Una marca de margarina dietética fue analizada para determinar el nivel de ácido graso poliinsaturado en porcentaje. En una muestra de seis paquetes se obtuvieron los siguientes datos: 16.8, 17.2, 17.4, 16.9, 16.5, 17.1.
x : 16.8, 17.2, 17.4, 16.9, 16.5, 17.1
media : 16.98333
desviación estándar : 0.3188521
x <- c(16.8, 17.2, 17.4, 16.9, 16.5, 17.1)
n <- length(x)
media <- mean(x)
sd_x <- sd(x)
# Normalidad
sh <- shapiro.test(x)
# IC 99% t
alpha <- 0.01
t_crit <- qt(1 - alpha/2, df = n-1)
se <- sd_x / sqrt(n)
ic99 <- media + c(-1,1) * t_crit * se
list(media=media, sd=sd_x, shapiro=sh, ic99=ic99)
## $media
## [1] 16.98333
##
## $sd
## [1] 0.3188521
##
## $shapiro
##
## Shapiro-Wilk normality test
##
## data: x
## W = 0.98779, p-value = 0.9831
##
##
## $ic99
## [1] 16.45847 17.50820
Interpretación:
- Consultar el p-valor del test de Shapiro-Wilk (salida del chunk). Si p
> 0.05 no hay evidencia suficiente para rechazar normalidad; si p
< 0.05 se cuestionaría la normalidad.
- El IC del 99% para la media está en ic99 (ver valores al compilar) y
debe interpretarse como el rango en el que, bajo el supuesto de
normalidad, se encuentra la media poblacional con 99% de confianza.

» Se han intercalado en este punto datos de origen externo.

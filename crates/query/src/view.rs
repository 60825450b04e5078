//! Pure derivation of what a front end should draw.
//!
//! Nothing here performs IO or mutates coordinator state; the same
//! `(QueryState, ResultState)` pair always yields the same [`ListingView`].

use rust_decimal::{Decimal, RoundingStrategy};

use crate::navigator::{PageControls, page_controls};
use crate::types::{Product, ProductId, QueryState, ResultState, Status};

/// Text shown in place of rows while a fetch is running.
pub const LOADING_TEXT: &str = "Loading products...";
/// Text of the explicit empty-result row.
pub const NO_RESULTS_TEXT: &str = "No products found.";

/// A formatted product row, keyed by the product id.
#[derive(Debug, Clone, PartialEq, Eq)]
pub struct ProductRow {
	pub key: ProductId,
	pub name: String,
	pub price: String,
}

impl ProductRow {
	pub fn from_product(product: &Product) -> Self {
		Self {
			key: product.id,
			name: product.name.clone(),
			price: format_price(product.price),
		}
	}

	/// Single-line label, e.g. `Produto X — R$ 10.00`.
	#[must_use]
	pub fn label(&self) -> String {
		format!("{} — {}", self.name, self.price)
	}
}

#[derive(Debug, Clone, PartialEq, Eq)]
pub enum ListBody {
	Loading,
	Rows(Vec<ProductRow>),
	NoResults,
}

#[derive(Debug, Clone, PartialEq, Eq)]
pub struct ListingView {
	pub loading: bool,
	pub body: ListBody,
	pub current_page: u32,
	pub total_pages: u32,
	pub pager: Option<PageControls>,
	/// Failure message shown alongside the last known rows.
	pub notice: Option<String>,
}

impl ListingView {
	pub fn rows(&self) -> &[ProductRow] {
		match &self.body {
			ListBody::Rows(rows) => rows,
			_ => &[],
		}
	}
}

/// Format a price the way the listing displays it: `R$ 10.00`.
#[must_use]
pub fn format_price(price: Decimal) -> String {
	let rounded = price.round_dp_with_strategy(2, RoundingStrategy::MidpointAwayFromZero);
	format!("R$ {rounded:.2}")
}

#[must_use]
pub fn derive_view(query: &QueryState, results: &ResultState) -> ListingView {
	let loading = results.is_loading();
	let body = if loading {
		ListBody::Loading
	} else if results.items.is_empty() {
		ListBody::NoResults
	} else {
		ListBody::Rows(results.items.iter().map(ProductRow::from_product).collect())
	};

	let notice = match (&results.status, &results.last_error) {
		(Status::Failed, Some(error)) => Some(format!("Could not load products: {error}")),
		(Status::Failed, None) => Some("Could not load products.".to_string()),
		_ => None,
	};

	ListingView {
		loading,
		body,
		current_page: query.page,
		total_pages: results.total_pages,
		pager: page_controls(query.page, results.total_pages),
		notice,
	}
}

#[cfg(test)]
mod tests {
	use super::*;
	use crate::error::FetchError;

	fn product(id: u64, name: &str, price: Decimal) -> Product {
		Product::new(id, name, price)
	}

	fn ready(items: Vec<Product>, total_pages: u32) -> ResultState {
		ResultState {
			items,
			total_pages,
			status: Status::Ready,
			last_error: None,
		}
	}

	#[test]
	fn prices_use_two_decimal_places() {
		assert_eq!(format_price(Decimal::from(10)), "R$ 10.00");
		assert_eq!(format_price(Decimal::new(1999, 2)), "R$ 19.99");
		assert_eq!(format_price(Decimal::new(12345, 3)), "R$ 12.35");
		assert_eq!(format_price(Decimal::new(5, 1)), "R$ 0.50");
	}

	#[test]
	fn ready_page_renders_labelled_rows_and_pager() {
		let results = ready(vec![product(1, "Produto X", Decimal::from(10))], 2);
		let view = derive_view(&QueryState::new("abc"), &results);

		assert!(!view.loading);
		assert_eq!(view.rows().len(), 1);
		assert_eq!(view.rows()[0].key, ProductId(1));
		assert_eq!(view.rows()[0].label(), "Produto X — R$ 10.00");
		let pager = view.pager.expect("two pages show a pager");
		assert!(pager.next_enabled);
		assert!(!pager.prev_enabled);
	}

	#[test]
	fn empty_ready_page_shows_no_results_row() {
		let view = derive_view(&QueryState::default(), &ready(Vec::new(), 1));
		assert_eq!(view.body, ListBody::NoResults);
		assert_eq!(view.pager, None);
		assert_eq!(view.notice, None);
	}

	#[test]
	fn loading_hides_rows_but_keeps_pager() {
		let mut results = ready(vec![product(1, "Mesa", Decimal::from(300))], 3);
		results.status = Status::Loading;
		let view = derive_view(&QueryState::default(), &results);

		assert!(view.loading);
		assert_eq!(view.body, ListBody::Loading);
		assert!(view.pager.is_some());
	}

	#[test]
	fn failure_keeps_last_rows_with_a_notice() {
		let mut results = ready(vec![product(4, "Cadeira", Decimal::from(120))], 1);
		results.status = Status::Failed;
		results.last_error = Some(FetchError::Status(503));
		let view = derive_view(&QueryState::default(), &results);

		assert!(!view.loading);
		assert_eq!(view.rows()[0].name, "Cadeira");
		assert_eq!(
			view.notice.as_deref(),
			Some("Could not load products: server responded with status 503")
		);
	}

	#[test]
	fn idle_state_renders_an_empty_list() {
		let view = derive_view(&QueryState::default(), &ResultState::default());
		assert!(!view.loading);
		assert_eq!(view.body, ListBody::NoResults);
	}
}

El porcentaje de titanio contenido en una aleación fue medido en 51 partes aleatorias; la desviación estándar muestral es s = 0.37.
n <- 51
s <- 0.37
alpha <- 0.05
chi_lo <- qchisq(1 - alpha/2, df = n-1)
chi_hi <- qchisq(alpha/2, df = n-1)
var_lo <- (n-1) * s^2 / chi_lo
var_hi <- (n-1) * s^2 / chi_hi
ic_sigma <- sqrt(c(var_lo, var_hi))
list(ic_sigma=ic_sigma, var_interval=c(var_lo,var_hi))
## $ic_sigma
## [1] 0.3095824 0.4599389
##
## $var_interval
## [1] 0.09584124 0.21154381
Comentario:
- El chunk devuelve el intervalo para σ; si aumentamos n, el intervalo
tiende a estrecharse, indicando mayor precisión (esto se puede verificar
cambiando n en el chunk).
De 1000 casos de cáncer de pulmón seleccionados al azar, 823 resultaron en muerte dentro de los 10 años posteriores a su detección.
n <- 1000
x <- 823
phat <- x / n
z <- qnorm(0.975)
se <- sqrt(phat*(1-phat)/n)
ic95 <- phat + c(-1,1) * z * se
# Tamaño muestral para E=0.03
E <- 0.03
p0 <- 0.5
n_req <- ceiling((z^2 * p0 * (1-p0)) / E^2)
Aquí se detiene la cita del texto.